Nice White Ladies and Other White Lies: Author Spotlight on Jessie Daniels

In this post: Author and activist Jessie Daniels joins us to talk about dismantling white supremacy, leaving academia, and more.
Next week: As Fred Moten and Stefano Harney make clear: the only ethical relationship to the university today is a criminal one.
Last week: The real story of what happened after I left academia, on the loss of my academic career and feeling adrift.

Dear co-conspirators,

Thanks for your patience as Post-PhD as a newsletter gets its sea legs. I now have a small team helping me push what Post-PhD can be (y’all know who you are <3), as a community of dialog and critical exchange. I’m proud of what Post-PhD is evolving into, and if you aren’t already following along, subscribe to stay tuned. And, if you’re free at 10:00 AM EST today, you can hear me speak live about what Post-PhD’s community will look like at the Open Publishing Fest.

Today, I’m really excited to share with y’all this post about the author and activist Jessie Daniels, who began in academia as a sociologist with her shocking dissertation (and subsequent book) White Lies.

Here is the video of our conversation about dismantling white supremacy, leaving academia, and finding peace in the community and a spiritual practice rooted in abolition. I love the conversation we had, and am excited to share it with you (after what seemed like an excessive amount of time feeling like a neophyte with video editing software).

Post Ph.D. began as a single scream into the void of neoliberalized academia, where the abuse of power comes as no surprise (to quote artist, Jenny Holtzer).

When my chances of an academic career were obliterated because someone with more power wanted my research just two months shy of my doctoral defense, I knew I was not the only one. So, I decided to make a blog to spill the tea (as it were). I also knew the risks inherent to not remaining an anonymous whistleblower, but in the cold hard light of day, I was a thirty-year-old Art Historian with a Ph.D. that even Obama (wrongly) mocked as useless.  And the career I spent my twenties building at poverty wages and mentally breaking time commitment, was over. In short, I had nothing left to lose, not even my pride. So, I posted my own story of how a series of unfortunate events expelled me from my chosen profession. 

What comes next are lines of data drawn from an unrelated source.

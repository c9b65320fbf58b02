//! Sparse matrix utilities.
//!
//! Helpers for assembling graph Laplacians and constraint matrices with
//! nalgebra-sparse.

use nalgebra::DMatrix;
use nalgebra_sparse::{CooMatrix, CscMatrix};

use crate::error::{Result, SelectError};

/// Create a CSC matrix from triplets (row, col, value).
///
/// Duplicates are summed together. Every index must be in range; callers
/// with untrusted indices use [`try_csc_from_triplets`].
pub fn csc_from_triplets(
    nrows: usize,
    ncols: usize,
    rows: Vec<usize>,
    cols: Vec<usize>,
    vals: Vec<f64>,
) -> CscMatrix<f64> {
    if rows.is_empty() {
        return CscMatrix::zeros(nrows, ncols);
    }

    let mut coo = CooMatrix::new(nrows, ncols);
    for ((row, col), val) in rows.into_iter().zip(cols).zip(vals) {
        debug_assert!(
            row < nrows && col < ncols,
            "triplet ({row}, {col}) outside {nrows}x{ncols}"
        );
        if row < nrows && col < ncols {
            coo.push(row, col, val);
        }
    }

    CscMatrix::from(&coo)
}

/// Checked variant of [`csc_from_triplets`].
///
/// Fails on triplet arrays of different lengths or any index outside
/// `nrows x ncols`.
pub fn try_csc_from_triplets(
    nrows: usize,
    ncols: usize,
    rows: Vec<usize>,
    cols: Vec<usize>,
    vals: Vec<f64>,
) -> Result<CscMatrix<f64>> {
    if rows.len() != cols.len() || rows.len() != vals.len() {
        return Err(SelectError::dimension(
            format!("{} column indices and values", rows.len()),
            format!("{} column indices, {} values", cols.len(), vals.len()),
        ));
    }
    if let Some((row, col)) = rows
        .iter()
        .zip(&cols)
        .find(|&(&r, &c)| r >= nrows || c >= ncols)
    {
        return Err(SelectError::shape(
            format!("indices within {nrows}x{ncols}"),
            format!("entry ({row}, {col})"),
        ));
    }
    Ok(csc_from_triplets(nrows, ncols, rows, cols, vals))
}

/// Create a CSC identity matrix.
pub fn csc_identity(n: usize) -> CscMatrix<f64> {
    CscMatrix::identity(n)
}

/// Convert a dense matrix to CSC format, dropping exact zeros.
pub fn dense_to_csc(dense: &DMatrix<f64>) -> CscMatrix<f64> {
    let mut rows = Vec::new();
    let mut cols = Vec::new();
    let mut vals = Vec::new();

    for j in 0..dense.ncols() {
        for i in 0..dense.nrows() {
            let v = dense[(i, j)];
            if v != 0.0 {
                rows.push(i);
                cols.push(j);
                vals.push(v);
            }
        }
    }

    csc_from_triplets(dense.nrows(), dense.ncols(), rows, cols, vals)
}

/// Convert CSC to dense matrix.
pub fn csc_to_dense(sparse: &CscMatrix<f64>) -> DMatrix<f64> {
    let mut dense = DMatrix::zeros(sparse.nrows(), sparse.ncols());
    for (row, col, val) in sparse.triplet_iter() {
        dense[(row, col)] += *val;
    }
    dense
}

/// Add two CSC matrices of the same shape.
pub fn csc_add(a: &CscMatrix<f64>, b: &CscMatrix<f64>) -> CscMatrix<f64> {
    let capacity = a.nnz() + b.nnz();
    let mut rows = Vec::with_capacity(capacity);
    let mut cols = Vec::with_capacity(capacity);
    let mut vals = Vec::with_capacity(capacity);

    for (r, c, v) in a.triplet_iter().chain(b.triplet_iter()) {
        rows.push(r);
        cols.push(c);
        vals.push(*v);
    }

    // COO -> CSC conversion sums the duplicates
    csc_from_triplets(a.nrows(), a.ncols(), rows, cols, vals)
}

/// Scale a CSC matrix.
pub fn csc_scale(a: &CscMatrix<f64>, scalar: f64) -> CscMatrix<f64> {
    let values: Vec<f64> = a.values().iter().map(|v| v * scalar).collect();
    let col_offsets: Vec<usize> = a.col_offsets().to_vec();
    let row_indices: Vec<usize> = a.row_indices().to_vec();
    CscMatrix::try_from_csc_data(a.nrows(), a.ncols(), col_offsets, row_indices, values)
        .unwrap_or_else(|_| CscMatrix::zeros(a.nrows(), a.ncols()))
}

/// Check whether a square CSC matrix is symmetric within `tol`.
pub fn is_symmetric(a: &CscMatrix<f64>, tol: f64) -> bool {
    if a.nrows() != a.ncols() {
        return false;
    }
    let diff = csc_add(a, &csc_scale(&a.transpose(), -1.0));
    diff.values().iter().all(|v| v.abs() <= tol)
}

/// Shift a Laplacian by `r` on the diagonal: `L + r * I`.
///
/// For `r > 0` and a PSD `L` the result is strictly positive definite.
pub fn regularized_laplacian(laplacian: &CscMatrix<f64>, r: f64) -> CscMatrix<f64> {
    csc_add(laplacian, &csc_scale(&csc_identity(laplacian.nrows()), r))
}

/// Build the combinatorial Laplacian `L = D - A` from a weighted adjacency.
///
/// The adjacency must be square, symmetric and non-negative. Its diagonal
/// (self loops) is ignored.
pub fn laplacian_from_adjacency(adjacency: &CscMatrix<f64>) -> Result<CscMatrix<f64>> {
    let d = adjacency.nrows();
    if adjacency.ncols() != d {
        return Err(SelectError::shape(
            format!("square adjacency ({d}x{d})"),
            format!("{}x{}", d, adjacency.ncols()),
        ));
    }
    if !is_symmetric(adjacency, 1e-12) {
        return Err(SelectError::InvalidProblem(
            "adjacency matrix must be symmetric".into(),
        ));
    }

    let mut degree = vec![0.0; d];
    let mut rows = Vec::with_capacity(adjacency.nnz() + d);
    let mut cols = Vec::with_capacity(adjacency.nnz() + d);
    let mut vals = Vec::with_capacity(adjacency.nnz() + d);

    for (r, c, &w) in adjacency.triplet_iter() {
        if r == c {
            continue;
        }
        if w < 0.0 || !w.is_finite() {
            return Err(SelectError::InvalidProblem(format!(
                "adjacency weight at ({r}, {c}) must be finite and non-negative, got {w}"
            )));
        }
        degree[r] += w;
        rows.push(r);
        cols.push(c);
        vals.push(-w);
    }

    for (i, deg) in degree.into_iter().enumerate() {
        rows.push(i);
        cols.push(i);
        vals.push(deg);
    }

    try_csc_from_triplets(d, d, rows, cols, vals)
}
//! # l0cluster
//!
//! Graph-structured clustered L0 feature selection for linear regression.
//!
//! Each of `d` features is assigned to one of `h` clusters, or left out,
//! under a cardinality budget `k`. The Boolean assignment is relaxed to a
//! continuous mask on a bounded polytope, minimized with a projected
//! quasi-Newton method, and rounded back by randomized sampling.
//!
//! ## Quick Start
//!
//! ```ignore
//! use l0cluster::prelude::*;
//!
//! let problem = Problem::from_features(x, y, laplacian, h)
//!     .pho(0.1)
//!     .mu(0.8)
//!     .build()?;
//!
//! // Loss and exact gradient at a mask
//! let eval = problem.objective().evaluate(&mask)?;
//!
//! // Full run
//! let selection = FeatureSelector::new(&problem).budget(k).run()?;
//! println!("selected: {:?}", selection.assignment.selected);
//! ```
//!
//! ## Objective
//!
//! For a mask with assignment matrix `M` (`d x h`, row-major, see [`layout`]):
//!
//! - **Precision**: `yᵗ ((1/pho) X̂ Diag(m) X̂ᵗ + (1 + 1e-8) I)⁻¹ y`
//! - **Graph**: `0.5 mu tr(Mᵗ (L + 1.1 I) M)`
//! - **Correction**: `0.5 eta` times the off-diagonal sum of `MᵗM`
//!
//! ## Architecture
//!
//! - **Problem** value object validated once by a builder
//! - **Evaluator** trait between the objective and everything that calls it
//! - **Projector** trait for the feasible-set projection (Clarabel QP or
//!   direct sorting/bisection)
//! - **PQN** optimizer, **randomized rounding** and a **selector** driver

pub mod error;
pub mod layout;
pub mod objective;
pub mod optimize;
pub mod problem;
pub mod projection;
pub mod rounding;
pub mod selector;
pub mod sparse;
pub mod synthetic;

/// Prelude module for convenient imports.
///
/// ```ignore
/// use l0cluster::prelude::*;
/// ```
pub mod prelude {
    // Problem
    pub use crate::problem::{Params, Problem, ProblemBuilder};

    // Objective
    pub use crate::objective::{Breakdown, Evaluation, Evaluator, L0Objective};

    // Layout
    pub use crate::layout::{decode, expand_features, flatten_assignment, to_assignment, Assignment};

    // Projection
    pub use crate::projection::{ClarabelProjector, FeasibleSet, Projector, SimplexProjector};

    // Optimization
    pub use crate::optimize::{minimize, PqnResult, PqnSettings, PqnStatus};
    pub use crate::rounding::{round, Rounded, RoundingSettings};
    pub use crate::selector::{recovery_accuracy, FeatureSelector, Selection};

    // Data
    pub use crate::sparse::{dense_to_csc, laplacian_from_adjacency};
    pub use crate::synthetic::{generate, SyntheticConfig, SyntheticData};

    // Errors
    pub use crate::error::{Result, SelectError};
}

// Re-export main types at crate root
pub use error::{Result, SelectError};
pub use objective::{Evaluator, L0Objective};
pub use problem::Problem;
pub use selector::{FeatureSelector, Selection};
//! Problem definition.
//!
//! A `Problem` bundles everything the objective needs and never changes
//! during a run: the expanded design `X̂`, the response `y`, the feature graph
//! Laplacian `L` and the hyperparameters.
//!
//! Use the builder to construct one:
//! ```ignore
//! let problem = Problem::from_features(x, y, laplacian, h)
//!     .pho(0.1)
//!     .mu(0.8)
//!     .build()?;
//! ```

use nalgebra::{DMatrix, DVector};
use nalgebra_sparse::CscMatrix;

use crate::error::{Result, SelectError};
use crate::layout::expand_features;
use crate::sparse::{is_symmetric, regularized_laplacian};

/// Diagonal ridge added to the kernel system for invertibility.
pub const RIDGE_EPSILON: f64 = 1e-8;

/// Diagonal shift `r = 1 + 0.1` applied to the Laplacian.
pub const LAPLACIAN_SHIFT: f64 = 1.1;

/// Objective hyperparameters.
#[derive(Debug, Clone, Copy, PartialEq)]
pub struct Params {
    /// L2 ridge strength, must be positive.
    pub pho: f64,
    /// Graph penalty weight, must be non-negative.
    pub mu: f64,
}

impl Default for Params {
    fn default() -> Self {
        Params { pho: 0.1, mu: 0.8 }
    }
}

impl Params {
    /// Check the parameter ranges.
    pub fn validate(&self) -> Result<()> {
        if !(self.pho.is_finite() && self.pho > 0.0) {
            return Err(SelectError::InvalidProblem(format!(
                "pho must be positive and finite, got {}",
                self.pho
            )));
        }
        if !(self.mu.is_finite() && self.mu >= 0.0) {
            return Err(SelectError::InvalidProblem(format!(
                "mu must be non-negative and finite, got {}",
                self.mu
            )));
        }
        Ok(())
    }
}

/// An immutable clustered feature-selection problem.
#[derive(Debug, Clone)]
pub struct Problem {
    x_hat: DMatrix<f64>,
    y: DVector<f64>,
    laplacian: CscMatrix<f64>,
    shifted_laplacian: CscMatrix<f64>,
    params: Params,
    d: usize,
    h: usize,
}

impl Problem {
    /// Start from an already expanded `n x (d*h)` design.
    pub fn from_expanded(
        x_hat: DMatrix<f64>,
        y: DVector<f64>,
        laplacian: CscMatrix<f64>,
        d: usize,
        h: usize,
    ) -> ProblemBuilder {
        ProblemBuilder {
            x_hat,
            y,
            laplacian,
            d,
            h,
            params: Params::default(),
        }
    }

    /// Start from the original `n x d` design; columns are repeated `h` times.
    pub fn from_features(
        x: DMatrix<f64>,
        y: DVector<f64>,
        laplacian: CscMatrix<f64>,
        h: usize,
    ) -> ProblemBuilder {
        let d = x.ncols();
        Self::from_expanded(expand_features(&x, h), y, laplacian, d, h)
    }

    /// Accept a response given as an `n x 1` matrix.
    pub fn response_from_column(y: &DMatrix<f64>) -> Result<DVector<f64>> {
        if y.ncols() != 1 {
            return Err(SelectError::shape(
                "response as an n x 1 column",
                format!("{}x{}", y.nrows(), y.ncols()),
            ));
        }
        Ok(y.column(0).into_owned())
    }

    /// Expanded design `X̂` (`n x d*h`).
    pub fn x_hat(&self) -> &DMatrix<f64> {
        &self.x_hat
    }

    /// Response vector.
    pub fn y(&self) -> &DVector<f64> {
        &self.y
    }

    /// Feature graph Laplacian as given.
    pub fn laplacian(&self) -> &CscMatrix<f64> {
        &self.laplacian
    }

    /// `L + r * I` with `r = LAPLACIAN_SHIFT`.
    pub fn shifted_laplacian(&self) -> &CscMatrix<f64> {
        &self.shifted_laplacian
    }

    /// Hyperparameters.
    pub fn params(&self) -> Params {
        self.params
    }

    /// Number of features.
    pub fn d(&self) -> usize {
        self.d
    }

    /// Number of clusters.
    pub fn h(&self) -> usize {
        self.h
    }

    /// Number of samples.
    pub fn n(&self) -> usize {
        self.x_hat.nrows()
    }

    /// Length of the mask vector.
    pub fn dim(&self) -> usize {
        self.d * self.h
    }

    /// Weight of the exclusivity term: `2 r mu + 2 d + 0.4 pho^2`.
    pub fn eta(&self) -> f64 {
        2.0 * LAPLACIAN_SHIFT * self.params.mu
            + 2.0 * self.d as f64
            + 0.4 * self.params.pho * self.params.pho
    }
}

/// Builder for constructing problems.
#[derive(Debug, Clone)]
pub struct ProblemBuilder {
    x_hat: DMatrix<f64>,
    y: DVector<f64>,
    laplacian: CscMatrix<f64>,
    d: usize,
    h: usize,
    params: Params,
}

impl ProblemBuilder {
    /// Set the ridge strength.
    pub fn pho(mut self, pho: f64) -> Self {
        self.params.pho = pho;
        self
    }

    /// Set the graph penalty weight.
    pub fn mu(mut self, mu: f64) -> Self {
        self.params.mu = mu;
        self
    }

    /// Set both hyperparameters.
    pub fn params(mut self, params: Params) -> Self {
        self.params = params;
        self
    }

    /// Validate the inputs and build the problem.
    pub fn build(self) -> Result<Problem> {
        let ProblemBuilder {
            x_hat,
            y,
            laplacian,
            d,
            h,
            params,
        } = self;
        let (n, dh) = x_hat.shape();

        if d * h != dh {
            return Err(SelectError::dimension(
                format!("d*h = {} columns in X̂", d * h),
                format!("{dh} columns"),
            ));
        }
        if d == 0 || h == 0 || n == 0 {
            return Err(SelectError::InvalidProblem(format!(
                "sizes must be positive, got n={n}, d={d}, h={h}"
            )));
        }
        if y.len() != n {
            return Err(SelectError::shape(
                format!("response of length {n}"),
                format!("length {}", y.len()),
            ));
        }
        if laplacian.nrows() != d || laplacian.ncols() != d {
            return Err(SelectError::shape(
                format!("{d}x{d} Laplacian"),
                format!("{}x{}", laplacian.nrows(), laplacian.ncols()),
            ));
        }
        if !is_symmetric(&laplacian, 1e-10) {
            return Err(SelectError::InvalidProblem(
                "Laplacian must be symmetric".into(),
            ));
        }
        params.validate()?;

        let finite = x_hat.iter().all(|v| v.is_finite())
            && y.iter().all(|v| v.is_finite())
            && laplacian.values().iter().all(|v| v.is_finite());
        if !finite {
            return Err(SelectError::NumericalError(
                "problem data contains non-finite values".into(),
            ));
        }

        let shifted_laplacian = regularized_laplacian(&laplacian, LAPLACIAN_SHIFT);

        Ok(Problem {
            x_hat,
            y,
            laplacian,
            shifted_laplacian,
            params,
            d,
            h,
        })
    }
}

#[cfg(test)]
mod tests {
    use super::*;
    use crate::sparse::csc_identity;

    fn data() -> (DMatrix<f64>, DVector<f64>) {
        let x = DMatrix::from_row_slice(3, 2, &[1.0, 0.0, 0.0, 1.0, 1.0, 1.0]);
        let y = DVector::from_vec(vec![1.0, 2.0, 3.0]);
        (x, y)
    }

    #[test]
    fn test_from_features_expands_design() {
        let (x, y) = data();
        let problem = Problem::from_features(x, y, csc_identity(2), 3)
            .build()
            .unwrap();
        assert_eq!(problem.x_hat().shape(), (3, 6));
        assert_eq!(problem.dim(), 6);
        assert_eq!(problem.n(), 3);
        assert_eq!(problem.params(), Params::default());
    }

    #[test]
    fn test_dimension_checked_first() {
        let (x, _) = data();
        // Wrong response length too, but d*h is reported first
        let y = DVector::zeros(7);
        let err = Problem::from_expanded(x, y, csc_identity(2), 2, 2)
            .build()
            .unwrap_err();
        assert!(matches!(err, SelectError::DimensionMismatch { .. }));
    }

    #[test]
    fn test_response_shape_checked() {
        let (x, _) = data();
        let err = Problem::from_features(x, DVector::zeros(4), csc_identity(2), 2)
            .build()
            .unwrap_err();
        assert!(matches!(err, SelectError::ShapeMismatch { .. }));
    }

    #[test]
    fn test_laplacian_shape_checked() {
        let (x, y) = data();
        let err = Problem::from_features(x, y, csc_identity(3), 2)
            .build()
            .unwrap_err();
        assert!(matches!(err, SelectError::ShapeMismatch { .. }));
    }

    #[test]
    fn test_params_validated() {
        let (x, y) = data();
        let err = Problem::from_features(x.clone(), y.clone(), csc_identity(2), 2)
            .pho(0.0)
            .build()
            .unwrap_err();
        assert!(matches!(err, SelectError::InvalidProblem(_)));

        let err = Problem::from_features(x, y, csc_identity(2), 2)
            .mu(-1.0)
            .build()
            .unwrap_err();
        assert!(matches!(err, SelectError::InvalidProblem(_)));
    }

    #[test]
    fn test_response_from_column() {
        let y = Problem::response_from_column(&DMatrix::from_row_slice(3, 1, &[1.0, 2.0, 3.0]));
        assert_eq!(y.unwrap(), DVector::from_vec(vec![1.0, 2.0, 3.0]));
        let err = Problem::response_from_column(&DMatrix::zeros(3, 2)).unwrap_err();
        assert!(matches!(err, SelectError::ShapeMismatch { .. }));
    }

    #[test]
    fn test_eta() {
        let (x, y) = data();
        let problem = Problem::from_features(x, y, csc_identity(2), 2)
            .build()
            .unwrap();
        // 2 * 1.1 * 0.8 + 2 * 2 + 0.4 * 0.01
        assert!((problem.eta() - 5.764).abs() < 1e-12);
    }
}
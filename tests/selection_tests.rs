//! Projection, optimization and end-to-end selection tests.

use l0cluster::prelude::*;
use nalgebra::DVector;
use rand::rngs::StdRng;
use rand::SeedableRng;
use rand_distr::{Distribution, Normal};

/// Tolerance between the two projectors (Clarabel is an interior-point method)
const PROJ_TOL: f64 = 1e-5;

/// A projection test case.
struct ProjectionCase {
    name: &'static str,
    budget: usize,
    d: usize,
    h: usize,
    scale: f64,
    offset: f64,
}

fn projection_cases() -> Vec<ProjectionCase> {
    vec![
        ProjectionCase {
            name: "loose_budget",
            budget: 6,
            d: 6,
            h: 2,
            scale: 0.3,
            offset: 0.1,
        },
        ProjectionCase {
            name: "tight_budget",
            budget: 1,
            d: 5,
            h: 3,
            scale: 0.5,
            offset: 0.4,
        },
        ProjectionCase {
            name: "rows_active",
            budget: 4,
            d: 4,
            h: 4,
            scale: 0.2,
            offset: 0.6,
        },
        ProjectionCase {
            name: "mostly_negative",
            budget: 2,
            d: 8,
            h: 2,
            scale: 0.4,
            offset: -0.5,
        },
    ]
}

fn random_point(seed: u64, len: usize, scale: f64, offset: f64) -> DVector<f64> {
    let mut rng = StdRng::seed_from_u64(seed);
    let normal = Normal::new(offset, scale).unwrap();
    DVector::from_fn(len, |_, _| normal.sample(&mut rng))
}

#[test]
fn projectors_agree() {
    let clarabel = ClarabelProjector::new();
    let simplex = SimplexProjector::new();

    for (seed, case) in projection_cases().into_iter().enumerate() {
        let set = FeasibleSet::new(case.budget, case.d, case.h).unwrap();
        let point = random_point(seed as u64, set.dim(), case.scale, case.offset);

        let a = set.project(&clarabel, &point).unwrap();
        let b = set.project(&simplex, &point).unwrap();

        assert!(set.contains(&a, 1e-6), "{}: clarabel result infeasible", case.name);
        assert!(set.contains(&b, 1e-9), "{}: simplex result infeasible", case.name);
        let diff = (&a - &b).amax();
        assert!(diff < PROJ_TOL, "{}: projections differ by {diff}", case.name);
    }
}

#[test]
fn projection_is_idempotent() {
    let simplex = SimplexProjector::new();
    let set = FeasibleSet::new(2, 5, 3).unwrap();
    let point = random_point(42, set.dim(), 0.6, 0.3);
    let once = set.project(&simplex, &point).unwrap();
    let twice = set.project(&simplex, &once).unwrap();
    assert!((&once - &twice).amax() < 1e-12);
}

#[test]
fn projector_rejects_bad_arguments() {
    let simplex = SimplexProjector::new();
    let point = DVector::zeros(6);
    assert!(matches!(
        simplex.project(&point, 2, 2, 2),
        Err(SelectError::DimensionMismatch { .. })
    ));
    assert!(matches!(
        simplex.project(&point, 0, 3, 2),
        Err(SelectError::InvalidProblem(_))
    ));
}

fn small_problem(seed: u64) -> (Problem, SyntheticData) {
    let data = generate(&SyntheticConfig {
        n: 40,
        d: 8,
        k: 4,
        h: 2,
        theta: 1.0,
        gamma: 0.5,
        seed: Some(seed),
    })
    .unwrap();
    let problem = Problem::from_features(data.x.clone(), data.y.clone(), data.laplacian.clone(), 2)
        .pho(0.1)
        .mu(0.8)
        .build()
        .unwrap();
    (problem, data)
}

#[test]
fn pqn_decreases_objective_and_stays_feasible() {
    let (problem, _) = small_problem(3);
    let objective = problem.objective();
    let set = FeasibleSet::new(4, problem.d(), problem.h()).unwrap();
    let projector = SimplexProjector::new();

    let x0 = DVector::from_element(set.dim(), 1.0 / set.dim() as f64);
    let start = objective.value(&set.project(&projector, &x0).unwrap()).unwrap();

    let settings = PqnSettings {
        max_iter: 25,
        ..PqnSettings::default()
    };
    let result = minimize(&objective, &projector, &set, &x0, &settings).unwrap();

    assert!(result.value <= start, "{} > {start}", result.value);
    assert!(set.contains(&result.x, 1e-9));
    assert!(result.iterations <= 25);
    assert!(result.evaluations > result.iterations);
    let recomputed = objective.value(&result.x).unwrap();
    assert!((recomputed - result.value).abs() < 1e-12);
}

#[test]
fn selector_end_to_end() {
    let (problem, data) = small_problem(5);
    let selection = FeatureSelector::new(&problem)
        .budget(4)
        .projector(SimplexProjector::new())
        .pqn(PqnSettings {
            max_iter: 20,
            ..PqnSettings::default()
        })
        .rounding(RoundingSettings {
            trials: 50,
            seed: Some(17),
        })
        .run()
        .unwrap();

    assert!(selection.mask.iter().all(|&v| v == 0.0 || v == 1.0));
    assert_eq!(selection.verify(&problem).unwrap(), selection.value);
    assert_eq!(
        selection.assignment,
        decode(&selection.mask, problem.d(), problem.h()).unwrap()
    );
    let set = FeasibleSet::new(4, problem.d(), problem.h()).unwrap();
    assert!(set.contains(&selection.relaxed, 1e-9));

    let accuracy = recovery_accuracy(&data.selected_true, &selection.assignment.selected, 4);
    assert!((0.0..=1.0).contains(&accuracy));
}

#[test]
fn selector_is_reproducible_with_seed() {
    let (problem, _) = small_problem(8);
    let run = || {
        FeatureSelector::new(&problem)
            .budget(3)
            .projector(SimplexProjector::new())
            .pqn(PqnSettings {
                max_iter: 10,
                ..PqnSettings::default()
            })
            .rounding(RoundingSettings {
                trials: 30,
                seed: Some(99),
            })
            .run()
            .unwrap()
    };
    let a = run();
    let b = run();
    assert_eq!(a.mask, b.mask);
    assert_eq!(a.value, b.value);
}

#[test]
fn selector_rejects_budget_above_feature_count() {
    let (problem, _) = small_problem(1);
    let err = FeatureSelector::new(&problem).budget(9).run().unwrap_err();
    assert!(matches!(err, SelectError::InvalidProblem(_)));
}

Within 24 hours, “Why I Left Academia” went nerd-viral. Everyone in academia, certainly in my niche field of art history, wanted to know exactly who I was talking about. And the emails began pouring in. What I had thought would be a small cry in the dark (I fantasized about having maybe 500 people read it), a warning cry to the existing graduate students in my former department, turned out to have struck a nerve in our brand new Trumpian reality. And in keeping with this predictable brave new order, I was to be stopped in my tracks. Right as my little blog reached 100k hits in its earliest days, my former advisor filed a personal lawsuit against me. I’ll admit now that I was prepared for this to happen.

What I was not prepared for was how much Post-PhD meant to so many others. 

At this point, Post-PhD was becoming a repository of people, Charlotte's web of quiet and not-so-quiet resisters. I was speaking regularly at universities about research ethics, graduate student rights, and the power of unionization. Somewhere along the way, I realized I went from an art historian to an on-the-ground educational activist. I decided to fight for my words, because to settle was to give everything up, including my credibility as a writer.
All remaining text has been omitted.